Re: copy_from_user() fix

Jamie Lokier (lkd@tantalophile.demon.co.uk)
Tue, 25 Aug 1998 02:22:35 +0100


On Tue, Aug 25, 1998 at 01:45:12AM +0100, Jamie Lokier wrote:
> Will I don't agree with the feature either, all we're talking about is
> adding one line to the page fault handler: send_sig(SIGSEGV). Nothing
> else needs to change, does it?

I just changed my mind.

I bet no applications at all currently check for EFAULT from system
calls, unless they're really weird and are doing it to behave _as if_
they'd received SIGSEGV. Actually I bet they don't bother because every
syscall would need to be wrapped. I'm theorising that this could screw
up Wine in some unusual but valid cases.

To make matters worse, if they do this by calling the signal handler
directly, the faulting address isn't available. If they do kill
(getpid(),SIGSEGV), a fault may have happened in the mean time so the
faulting address may be wrong or lost. In the latter case, as luck
would have it, probably the operations retry until the right address is
found. But it is a matter of luck, and anything that tried to count
faults could get it wrong in these rare cases.

So...

- EFAULT alone is an anachronism.
- Only a few applications care whether SIGSEGV is raised or not.
- Some emulators and user-space page management depend on SIGSEGV
for page faults, and will behave incorrectly when it is not raised
in syscalls.
- There is no correct workaround other than the kernel raising SIGSEGV.

I propose EFAULT should be retained, but faulting syscalls should _also_
raise SIGSEGV.

Addendum for a related problem: Consider when a syscall, interrupt
etc. (whatever) combination manage to raise more than one signal _at the
same time_, of which one is SIGSEGV due to a page fault. Assume the
program is using user-space page management for something.

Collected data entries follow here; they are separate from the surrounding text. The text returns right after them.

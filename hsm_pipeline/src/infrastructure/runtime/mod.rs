// /////////////////////////////////////////////////////////////////////////////
// HSM Pipeline
// Copyright (c) 2025 Michael Gardner, A Bit of Help, Inc.
// SPDX-License-Identifier: BSD-3-Clause
// See LICENSE file in the project root.
// /////////////////////////////////////////////////////////////////////////////

//! # Pipeline Runtime
//!
//! The scheduler that drives operations through the stage table: a worker
//! pool over per-stage queues, enforcing each stage's concurrency flags,
//! the per-entry ordering constraint and the strict journal
//! acknowledgement order.

pub mod scheduler;

pub use scheduler::{EntryProcessor, StageStats};
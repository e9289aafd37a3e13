// Inference — Edge model catalog.
// Descriptors returned by device registration, keyed by id. Read-only from
// the router's point of view; replaced wholesale on each registration.

use crate::atoms::types::{EdgeModel, FallbackStrategy};
use parking_lot::RwLock;

#[derive(Default)]
pub struct ModelCatalog {
    models: RwLock<Vec<EdgeModel>>,
}

impl ModelCatalog {
    pub fn new(models: Vec<EdgeModel>) -> Self {
        ModelCatalog { models: RwLock::new(models) }
    }

    pub fn replace(&self, models: Vec<EdgeModel>) {
        *self.models.write() = models;
    }

    pub fn all(&self) -> Vec<EdgeModel> {
        self.models.read().clone()
    }

    pub fn len(&self) -> usize {
        self.models.read().len()
    }

    pub fn is_empty(&self) -> bool {
        self.len() == 0
    }

    pub fn get(&self, model_id: &str) -> Option<EdgeModel> {
        self.models.read().iter().find(|m| m.id == model_id).cloned()
    }

    /// Fallback strategy declared for a task; `Remote` when undeclared.
    pub fn fallback_for(&self, task_type: &str) -> FallbackStrategy {
        self.models
            .read()
            .iter()
            .find(|m| m.capability == task_type)
            .map(|m| m.deployment.fallback_strategy)
            .unwrap_or_default()
    }
}

#[cfg(test)]
mod tests {
    use super::*;
    use crate::atoms::types::ModelDeployment;

    fn model(id: &str, capability: &str, fallback: FallbackStrategy) -> EdgeModel {
        EdgeModel {
            id: id.into(),
            capability: capability.into(),
            version: "1.0.0".into(),
            performance: Default::default(),
            deployment: ModelDeployment {
                format: "onnx".into(),
                url: None,
                fallback_strategy: fallback,
            },
        }
    }

    #[test]
    fn fallback_defaults_to_remote() {
        let catalog = ModelCatalog::new(vec![model("m1", "intent", FallbackStrategy::Heuristic)]);
        assert_eq!(catalog.fallback_for("intent"), FallbackStrategy::Heuristic);
        assert_eq!(catalog.fallback_for("sentiment"), FallbackStrategy::Remote);
        assert_eq!(catalog.get("m1").unwrap().capability, "intent");

        catalog.replace(Vec::new());
        assert!(catalog.is_empty());
    }
}
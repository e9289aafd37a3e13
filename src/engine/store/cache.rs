use super::EdgeStore;
use crate::atoms::error::EdgeResult;
use crate::atoms::types::{CacheEntry, CacheKey};
use log::warn;
use rusqlite::{params, OptionalExtension};

impl EdgeStore {
    // ── Persisted cache tier ───────────────────────────────────────────
    // Expiry is NOT checked here. Expired rows stay on disk until they are
    // overwritten or invalidated; the cache layer decides what is absent.

    pub fn cache_get(&self, key: &CacheKey) -> EdgeResult<Option<CacheEntry>> {
        let conn = self.conn.lock();
        let body: Option<String> = conn
            .query_row(
                "SELECT body FROM content_cache WHERE content_type = ?1 AND content_id = ?2",
                params![key.content_type, key.content_id],
                |row| row.get(0),
            )
            .optional()?;

        match body {
            Some(body) => match serde_json::from_str(&body) {
                Ok(entry) => Ok(Some(entry)),
                Err(e) => {
                    warn!(
                        "[store] Dropping undecodable cache row {}/{}: {}",
                        key.content_type, key.content_id, e
                    );
                    Ok(None)
                }
            },
            None => Ok(None),
        }
    }

    pub fn cache_put(&self, entry: &CacheEntry) -> EdgeResult<()> {
        let body = serde_json::to_string(entry)?;
        let conn = self.conn.lock();
        conn.execute(
            "INSERT OR REPLACE INTO content_cache (content_type, content_id, body, expires_at, updated_at)
             VALUES (?1, ?2, ?3, ?4, datetime('now'))",
            params![
                entry.key.content_type,
                entry.key.content_id,
                body,
                entry.expires_at.map(|t| t.to_rfc3339()),
            ],
        )?;
        Ok(())
    }

    pub fn cache_remove(&self, key: &CacheKey) -> EdgeResult<bool> {
        let conn = self.conn.lock();
        let n = conn.execute(
            "DELETE FROM content_cache WHERE content_type = ?1 AND content_id = ?2",
            params![key.content_type, key.content_id],
        )?;
        Ok(n > 0)
    }
}

#[cfg(test)]
mod tests {
    use super::*;
    use chrono::{Duration, Utc};
    use serde_json::json;

    #[test]
    fn expired_rows_are_still_physically_present() {
        let store = EdgeStore::open_in_memory().unwrap();
        let key = CacheKey::new("article", "42");
        let entry = CacheEntry {
            key: key.clone(),
            payload: json!({"title": "hello"}),
            timestamp: Utc::now() - Duration::hours(2),
            expires_at: Some(Utc::now() - Duration::hours(1)),
            priority: 5,
        };
        store.cache_put(&entry).unwrap();
        let loaded = store.cache_get(&key).unwrap().unwrap();
        assert!(loaded.is_expired(Utc::now()));
        assert!(store.cache_remove(&key).unwrap());
        assert!(store.cache_get(&key).unwrap().is_none());
    }
}
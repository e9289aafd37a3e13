use super::EdgeStore;
use crate::atoms::error::EdgeResult;
use crate::atoms::types::EdgeModel;
use log::warn;
use rusqlite::params;

impl EdgeStore {
    // ── Edge model catalog ─────────────────────────────────────────────

    /// Replace the catalog with the latest registration response.
    pub fn save_models(&self, models: &[EdgeModel]) -> EdgeResult<()> {
        let mut conn = self.conn.lock();
        let tx = conn.transaction()?;
        tx.execute("DELETE FROM edge_models", [])?;
        for model in models {
            tx.execute(
                "INSERT OR REPLACE INTO edge_models (id, capability, body) VALUES (?1, ?2, ?3)",
                params![model.id, model.capability, serde_json::to_string(model)?],
            )?;
        }
        tx.commit()?;
        Ok(())
    }

    pub fn load_models(&self) -> EdgeResult<Vec<EdgeModel>> {
        let conn = self.conn.lock();
        let mut stmt = conn.prepare("SELECT id, body FROM edge_models ORDER BY capability, id")?;
        let rows = stmt.query_map([], |row| Ok((row.get::<_, String>(0)?, row.get::<_, String>(1)?)))?;

        let mut models = Vec::new();
        for row in rows {
            let (id, body) = row?;
            match serde_json::from_str(&body) {
                Ok(m) => models.push(m),
                Err(e) => warn!("[store] Skipping undecodable model {}: {}", id, e),
            }
        }
        Ok(models)
    }
}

A handler for one of the other signals is called first. The handler may
itself fault, causing a SIGSEGV if it is not blocked. Or perhaps
storing the context on the stack might fault. A nested call to the SEGV
handler handles the inner fault. The other handler returns, then a
context the SIGSEGV handler is called for the original fault. Now, the
page fault address from %cr2 (or non-Intel equivalent) is stored in the
context passed to the handler. But it is wrong by now! It is the
address of the inner fault, which has already been handled.

Ho hum.

Perhaps a VM extension could be written, whereby page faults send a
queued real-time signal along with the faulting address, and maybe some
information to identify the faulting region too. That would work
properly because the address can be queued at the time of the fault.